The ability to critically evaluate scientific literature is important for graduate students as they begin their scientific careers.
However, a lack of formal training may prevent students from being able to evaluate the work of others in their field in the future.
“Reviewing the scientific literature and analyzing the literature is a big part of graduate student education,” says Sarah Klass, a postdoctoral fellow in UC Berkeley’s Keasling Lab and the Joint Bioenergy Institute and the main recipient of a $499,992, grant. of two years from. National Science Foundation (NSF). “But there’s no formal education” on how to do it, Klass continues.
To try to redress this divide, Klass and his colleagues will use the NSF grant to fund a new curriculum that will immerse graduate students in science “in the principles and practices of peer review and scientific communication through emphasis on building practical skills.” Peer review is the process by which many scholars review scientific papers to ensure quality before publication.
The team will spend the first year developing the curriculum. In year two, UC Berkeley grad students will put it to the test. The research team, which will include UC Berkeley School of Public Health professor Stefano M. Bertozzi and a select group of UC Berkeley students, will collect data on impact and effectiveness.

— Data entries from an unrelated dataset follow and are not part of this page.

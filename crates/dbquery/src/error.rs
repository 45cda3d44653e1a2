//! Error types for dbquery

use thiserror::Error;

/// Result type alias for dbquery operations
pub type QueryResult<T> = Result<T, QueryError>;

/// Misuse of a statement builder, detected while it is being configured.
///
/// Builders remember the first misuse and report it from `serialize()`, so a
/// broken statement never reaches the executor.
#[derive(Debug, Clone, PartialEq, Eq, Error)]
pub enum BuildError {
    /// An ON condition was added before any join was declared.
    #[error("ON condition without a declared join")]
    NoJoin,

    /// A CROSS JOIN was given ON conditions.
    #[error("CROSS JOIN cannot have an ON clause")]
    CrossJoinOn,

    /// A BETWEEN comparison needs exactly two values.
    #[error("BETWEEN expects exactly 2 values, got {0}")]
    BetweenArity(usize),

    /// `close_bracket` was called with no open bracket.
    #[error("close_bracket without a matching open_bracket")]
    UnbalancedBracket,

    /// Brackets were still open when the statement was serialized.
    #[error("{0} bracket(s) left open")]
    UnclosedBracket(usize),

    /// An INSERT row does not match the declared column list.
    #[error("row has {got} values but {expected} columns were declared")]
    RowArity { expected: usize, got: usize },

    /// UPDATE (or ON CONFLICT DO UPDATE) without any assignment.
    #[error("SET clause cannot be empty")]
    EmptySet,

    /// Identifier that PostgreSQL cannot represent.
    #[error("invalid identifier: {0}")]
    InvalidIdent(String),
}

/// Error types for database operations
#[derive(Debug, Error)]
pub enum QueryError {
    /// Statement construction error
    #[error("Build error: {0}")]
    Build(#[from] BuildError),

    /// Query execution error
    #[error("Query error: {0}")]
    Query(#[from] tokio_postgres::Error),

    /// Row not found
    #[error("Not found: {0}")]
    NotFound(String),

    /// Unique constraint violation
    #[error("Unique constraint violation: {0}")]
    UniqueViolation(String),

    /// Foreign key constraint violation
    #[error("Foreign key violation: {0}")]
    ForeignKeyViolation(String),

    /// Check constraint violation
    #[error("Check constraint violation: {0}")]
    CheckViolation(String),

    /// Row decode/mapping error
    #[error("Decode error on column '{column}': {message}")]
    Decode { column: String, message: String },

    /// Serialization error
    #[error("Serialization error: {0}")]
    Serialization(String),

    /// Pool error
    #[cfg(feature = "pool")]
    #[error("Pool error: {0}")]
    Pool(String),

    /// Other errors
    #[error("{0}")]
    Other(String),
}

impl QueryError {
    /// Create a decode error for a specific column
    pub fn decode(column: impl Into<String>, message: impl Into<String>) -> Self {
        Self::Decode {
            column: column.into(),
            message: message.into(),
        }
    }

    /// Create a not found error
    pub fn not_found(message: impl Into<String>) -> Self {
        Self::NotFound(message.into())
    }

    /// Check if this is a construction error
    pub fn is_build(&self) -> bool {
        matches!(self, Self::Build(_))
    }

    /// Check if this is a unique violation error
    pub fn is_unique_violation(&self) -> bool {
        matches!(self, Self::UniqueViolation(_))
    }

    /// Check if this is a not found error
    pub fn is_not_found(&self) -> bool {
        matches!(self, Self::NotFound(_))
    }

    /// Parse a tokio_postgres error into a more specific QueryError
    pub fn from_db_error(err: tokio_postgres::Error) -> Self {
        if let Some(db_err) = err.as_db_error() {
            let constraint = db_err.constraint().unwrap_or("unknown");
            let message = db_err.message();

            match db_err.code().code() {
                "23505" => return Self::UniqueViolation(format!("{}: {}", constraint, message)),
                "23503" => {
                    return Self::ForeignKeyViolation(format!("{}: {}", constraint, message));
                }
                "23514" => return Self::CheckViolation(format!("{}: {}", constraint, message)),
                _ => {}
            }
        }
        Self::Query(err)
    }
}

impl From<serde_json::Error> for QueryError {
    fn from(err: serde_json::Error) -> Self {
        Self::Serialization(err.to_string())
    }
}

#[cfg(feature = "pool")]
impl From<deadpool_postgres::PoolError> for QueryError {
    fn from(err: deadpool_postgres::PoolError) -> Self {
        Self::Pool(err.to_string())
    }
}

The proposed curriculum builds on the success of the journal Rapid Reviews\Infectious Diseases (RR\ID) was able to conduct rigorous peer review more quickly and efficiently, in part by training UC Berkeley undergraduates. RR\ID is an open access journal that prioritizes rapid and effective peer review as well as providing student training and mentoring and supporting the democratization of academic publication in collaboration with twelve institutions in low and middle-income countries that will be established in the next three years. . Bertozzi is the editor-in-chief of the newspaper
“As part of the UC Berkeley Undergraduate Research Apprentice Program, RR\ID organizers have offered a course that allows undergraduates to participate in research projects with faculty members for academic credit, focusing on topics of particular interest,” the grant application reads. “The goal is to familiarize undergraduates with the latest scientific and academic research, peer review methods, and publication standards, particularly in the area of infectious diseases.”
The new curriculum project will test the curriculum for the training program that will begin to include STEM graduate students enrolled at UC Berkeley, specializing in a wide range of fields related to infectious diseases, data science, health social sciences, engineering, and basic biological and chemical sciences. . “By providing graduate students with the necessary tools and skills to critically review scientific literature and review preprints, our goal is to improve graduate students’ research/literature understanding and collaboration with the fields of they are STEM,” the team said.

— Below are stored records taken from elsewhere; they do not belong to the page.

//! The executor boundary: anything that can run a statement with binds.

use crate::error::{QueryError, QueryResult};
use tokio_postgres::Row;
use tokio_postgres::types::ToSql;

/// A trait that unifies database clients and transactions.
///
/// Builders hand their serialized text and binds to an executor and never
/// look inside the returned rows.
pub trait Executor: Send + Sync {
    /// Execute a query and return all rows.
    fn query(
        &self,
        sql: &str,
        params: &[&(dyn ToSql + Sync)],
    ) -> impl std::future::Future<Output = QueryResult<Vec<Row>>> + Send;

    /// Execute a query and return the first row, if any.
    fn query_opt(
        &self,
        sql: &str,
        params: &[&(dyn ToSql + Sync)],
    ) -> impl std::future::Future<Output = QueryResult<Option<Row>>> + Send {
        async move {
            let rows = self.query(sql, params).await?;
            Ok(rows.into_iter().next())
        }
    }

    /// Execute a query and return the first row.
    ///
    /// Returns `QueryError::NotFound` if no rows are returned.
    fn query_one(
        &self,
        sql: &str,
        params: &[&(dyn ToSql + Sync)],
    ) -> impl std::future::Future<Output = QueryResult<Row>> + Send {
        async move {
            self.query_opt(sql, params)
                .await?
                .ok_or_else(|| QueryError::not_found("Expected one row, got none"))
        }
    }

    /// Execute a statement and return the number of affected rows.
    fn execute(
        &self,
        sql: &str,
        params: &[&(dyn ToSql + Sync)],
    ) -> impl std::future::Future<Output = QueryResult<u64>> + Send;
}

impl Executor for tokio_postgres::Client {
    async fn query(&self, sql: &str, params: &[&(dyn ToSql + Sync)]) -> QueryResult<Vec<Row>> {
        tokio_postgres::Client::query(self, sql, params)
            .await
            .map_err(QueryError::from_db_error)
    }

    async fn execute(&self, sql: &str, params: &[&(dyn ToSql + Sync)]) -> QueryResult<u64> {
        tokio_postgres::Client::execute(self, sql, params)
            .await
            .map_err(QueryError::from_db_error)
    }
}

impl Executor for tokio_postgres::Transaction<'_> {
    async fn query(&self, sql: &str, params: &[&(dyn ToSql + Sync)]) -> QueryResult<Vec<Row>> {
        tokio_postgres::Transaction::query(self, sql, params)
            .await
            .map_err(QueryError::from_db_error)
    }

    async fn execute(&self, sql: &str, params: &[&(dyn ToSql + Sync)]) -> QueryResult<u64> {
        tokio_postgres::Transaction::execute(self, sql, params)
            .await
            .map_err(QueryError::from_db_error)
    }
}

// ===== deadpool-postgres support =====

#[cfg(feature = "pool")]
impl Executor for deadpool_postgres::Client {
    async fn query(&self, sql: &str, params: &[&(dyn ToSql + Sync)]) -> QueryResult<Vec<Row>> {
        // Delegate to the deref target (ClientWrapper / tokio_postgres::Client).
        let client: &tokio_postgres::Client = self;
        Executor::query(client, sql, params).await
    }

    async fn execute(&self, sql: &str, params: &[&(dyn ToSql + Sync)]) -> QueryResult<u64> {
        let client: &tokio_postgres::Client = self;
        Executor::execute(client, sql, params).await
    }
}

#[cfg(feature = "pool")]
impl Executor for deadpool_postgres::Transaction<'_> {
    async fn query(&self, sql: &str, params: &[&(dyn ToSql + Sync)]) -> QueryResult<Vec<Row>> {
        let tx: &tokio_postgres::Transaction<'_> = self;
        Executor::query(tx, sql, params).await
    }

    async fn execute(&self, sql: &str, params: &[&(dyn ToSql + Sync)]) -> QueryResult<u64> {
        let tx: &tokio_postgres::Transaction<'_> = self;
        Executor::execute(tx, sql, params).await
    }
}

impl<E: Executor> Executor for &E {
    fn query(
        &self,
        sql: &str,
        params: &[&(dyn ToSql + Sync)],
    ) -> impl std::future::Future<Output = QueryResult<Vec<Row>>> + Send {
        (**self).query(sql, params)
    }

    fn query_opt(
        &self,
        sql: &str,
        params: &[&(dyn ToSql + Sync)],
    ) -> impl std::future::Future<Output = QueryResult<Option<Row>>> + Send {
        (**self).query_opt(sql, params)
    }

    fn execute(
        &self,
        sql: &str,
        params: &[&(dyn ToSql + Sync)],
    ) -> impl std::future::Future<Output = QueryResult<u64>> + Send {
        (**self).execute(sql, params)
    }
}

“We’re trying to teach good peer review skills to graduate students so they can help make peer-reviewed literature that can have an immediate impact on people’s lives expand,” says Klass.
Hildy Fong Baker, executive director of UC Berkeley’s Center for Global Public Health and executive director of the project, says: “Most of all, the intellectual discourse that should be happening around science is closed and separated.” “We’re creating a way for people to be part of the environment early in their careers.”
Course materials developed during the two-year grant will eventually be made publicly available through open access to encourage other institutions to adopt and adapt the curriculum globally.